Go through the listing and copy every line word for word.

- _Data supplied_:
------------------------------
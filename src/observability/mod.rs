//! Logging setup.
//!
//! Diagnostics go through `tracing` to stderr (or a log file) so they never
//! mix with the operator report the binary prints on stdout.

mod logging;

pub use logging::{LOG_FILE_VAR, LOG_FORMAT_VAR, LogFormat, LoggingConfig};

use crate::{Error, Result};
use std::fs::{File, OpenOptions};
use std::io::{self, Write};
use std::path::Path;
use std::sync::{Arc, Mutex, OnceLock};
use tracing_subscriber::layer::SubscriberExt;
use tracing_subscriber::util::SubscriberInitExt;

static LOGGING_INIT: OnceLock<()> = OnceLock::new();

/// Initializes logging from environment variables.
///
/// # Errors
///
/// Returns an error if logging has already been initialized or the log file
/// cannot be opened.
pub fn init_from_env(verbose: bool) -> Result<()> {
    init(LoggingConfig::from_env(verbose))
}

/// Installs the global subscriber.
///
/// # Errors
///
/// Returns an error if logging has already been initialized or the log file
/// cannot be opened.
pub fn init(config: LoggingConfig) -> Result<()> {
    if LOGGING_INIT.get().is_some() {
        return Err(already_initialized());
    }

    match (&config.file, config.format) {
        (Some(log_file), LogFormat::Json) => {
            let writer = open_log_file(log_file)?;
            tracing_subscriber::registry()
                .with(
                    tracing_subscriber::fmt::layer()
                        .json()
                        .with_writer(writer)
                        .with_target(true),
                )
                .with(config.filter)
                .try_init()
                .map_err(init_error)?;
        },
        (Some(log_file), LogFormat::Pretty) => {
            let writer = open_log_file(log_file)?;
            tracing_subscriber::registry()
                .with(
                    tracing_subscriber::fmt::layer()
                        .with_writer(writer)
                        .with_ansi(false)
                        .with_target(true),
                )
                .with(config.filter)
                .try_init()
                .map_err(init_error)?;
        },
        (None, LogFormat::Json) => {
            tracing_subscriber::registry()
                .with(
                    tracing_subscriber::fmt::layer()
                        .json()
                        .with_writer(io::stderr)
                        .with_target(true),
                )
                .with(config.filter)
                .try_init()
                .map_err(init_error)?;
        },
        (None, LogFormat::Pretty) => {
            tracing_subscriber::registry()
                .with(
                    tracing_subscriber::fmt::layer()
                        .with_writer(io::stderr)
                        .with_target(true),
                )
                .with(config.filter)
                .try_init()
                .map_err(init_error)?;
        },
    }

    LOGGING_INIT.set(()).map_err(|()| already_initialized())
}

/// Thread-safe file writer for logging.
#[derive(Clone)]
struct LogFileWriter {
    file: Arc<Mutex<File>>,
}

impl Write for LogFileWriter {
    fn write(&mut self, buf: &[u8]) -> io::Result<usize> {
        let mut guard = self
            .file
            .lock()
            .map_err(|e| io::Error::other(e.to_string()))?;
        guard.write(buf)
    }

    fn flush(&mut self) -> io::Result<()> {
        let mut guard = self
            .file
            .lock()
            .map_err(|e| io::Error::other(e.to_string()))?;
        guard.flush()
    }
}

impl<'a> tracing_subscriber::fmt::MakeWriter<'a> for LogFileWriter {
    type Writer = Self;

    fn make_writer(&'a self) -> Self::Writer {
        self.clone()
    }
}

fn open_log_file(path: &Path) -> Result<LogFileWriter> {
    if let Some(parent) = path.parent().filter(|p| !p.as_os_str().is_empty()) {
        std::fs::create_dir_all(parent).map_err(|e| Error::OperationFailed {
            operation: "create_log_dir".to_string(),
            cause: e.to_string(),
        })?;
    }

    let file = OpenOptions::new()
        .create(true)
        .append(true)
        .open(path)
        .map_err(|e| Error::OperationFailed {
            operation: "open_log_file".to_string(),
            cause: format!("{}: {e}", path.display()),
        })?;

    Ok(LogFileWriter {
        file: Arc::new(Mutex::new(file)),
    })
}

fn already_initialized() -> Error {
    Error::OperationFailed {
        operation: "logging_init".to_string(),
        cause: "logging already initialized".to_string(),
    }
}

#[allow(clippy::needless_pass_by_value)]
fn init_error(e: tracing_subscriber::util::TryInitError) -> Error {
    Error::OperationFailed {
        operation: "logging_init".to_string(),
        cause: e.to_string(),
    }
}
------------------------------
- _Your response_:
filename src/observability/mod.rs
//! Logging setup.
//!
//! Diagnostics go through `tracing` to stderr (or a log file) so they never
//! mix with the operator report the binary prints on stdout.

mod logging;

pub use logging::{LOG_FILE_VAR, LOG_FORMAT_VAR, LogFormat, LoggingConfig};

use crate::{Error, Result};
use std::fs::{File, OpenOptions};
use std::io::{self, Write};
use std::path::Path;
use std::sync::{Arc, Mutex, OnceLock};
use tracing_subscriber::layer::SubscriberExt;
use tracing_subscriber::util::SubscriberInitExt;

static LOGGING_INIT: OnceLock<()> = OnceLock::new();

/// Initializes logging from environment variables.
///
/// # Errors
///
/// Returns an error if logging has already been initialized or the log file
/// cannot be opened.
pub fn init_from_env(verbose: bool) -> Result<()> {
    init(LoggingConfig::from_env(verbose))
}

/// Installs the global subscriber.
///
/// # Errors
///
/// Returns an error if logging has already been initialized or the log file
/// cannot be opened.
pub fn init(config: LoggingConfig) -> Result<()> {
    if LOGGING_INIT.get().is_some() {
        return Err(already_initialized());
    }

    match (&config.file, config.format) {
        (Some(log_file), LogFormat::Json) => {
            let writer = open_log_file(log_file)?;
            tracing_subscriber::registry()
                .with(
                    tracing_subscriber::fmt::layer()
                        .json()
                        .with_writer(writer)
                        .with_target(true),
                )
                .with(config.filter)
                .try_init()
                .map_err(init_error)?;
        },
        (Some(log_file), LogFormat::Pretty) => {
            let writer = open_log_file(log_file)?;
            tracing_subscriber::registry()
                .with(
                    tracing_subscriber::fmt::layer()
                        .with_writer(writer)
                        .with_ansi(false)
                        .with_target(true),
                )
                .with(config.filter)
                .try_init()
                .map_err(init_error)?;
        },
        (None, LogFormat::Json) => {
            tracing_subscriber::registry()
                .with(
                    tracing_subscriber::fmt::layer()
                        .json()
                        .with_writer(io::stderr)
                        .with_target(true),
                )
                .with(config.filter)
                .try_init()
                .map_err(init_error)?;
        },
        (None, LogFormat::Pretty) => {
            tracing_subscriber::registry()
                .with(
                    tracing_subscriber::fmt::layer()
                        .with_writer(io::stderr)
                        .with_target(true),
                )
                .with(config.filter)
                .try_init()
                .map_err(init_error)?;
        },
    }

    LOGGING_INIT.set(()).map_err(|()| already_initialized())
}

/// Thread-safe file writer for logging.
#[derive(Clone)]
struct LogFileWriter {
    file: Arc<Mutex<File>>,
}

impl Write for LogFileWriter {
    fn write(&mut self, buf: &[u8]) -> io::Result<usize> {
        let mut guard = self
            .file
            .lock()
            .map_err(|e| io::Error::other(e.to_string()))?;
        guard.write(buf)
    }

    fn flush(&mut self) -> io::Result<()> {
        let mut guard = self
            .file
            .lock()
            .map_err(|e| io::Error::other(e.to_string()))?;
        guard.flush()
    }
}

impl<'a> tracing_subscriber::fmt::MakeWriter<'a> for LogFileWriter {
    type Writer = Self;

    fn make_writer(&'a self) -> Self::Writer {
        self.clone()
    }
}

fn open_log_file(path: &Path) -> Result<LogFileWriter> {
    if let Some(parent) = path.parent().filter(|p| !p.as_os_str().is_empty()) {
        std::fs::create_dir_all(parent).map_err(|e| Error::OperationFailed {
            operation: "create_log_dir".to_string(),
            cause: e.to_string(),
        })?;
    }

    let file = OpenOptions::new()
        .create(true)
        .append(true)
        .open(path)
        .map_err(|e| Error::OperationFailed {
            operation: "open_log_file".to_string(),
            cause: format!("{}: {e}", path.display()),
        })?;

    Ok(LogFileWriter {
        file: Arc::new(Mutex::new(file)),
    })
}

fn already_initialized() -> Error {
    Error::OperationFailed {
        operation: "logging_init".to_string(),
        cause: "logging already initialized".to_string(),
    }
}

#[allow(clippy::needless_pass_by_value)]
fn init_error(e: tracing_subscriber::util::TryInitError) -> Error {
    Error::OperationFailed {
        operation: "logging_init".to_string(),
        cause: e.to_string(),
    }
}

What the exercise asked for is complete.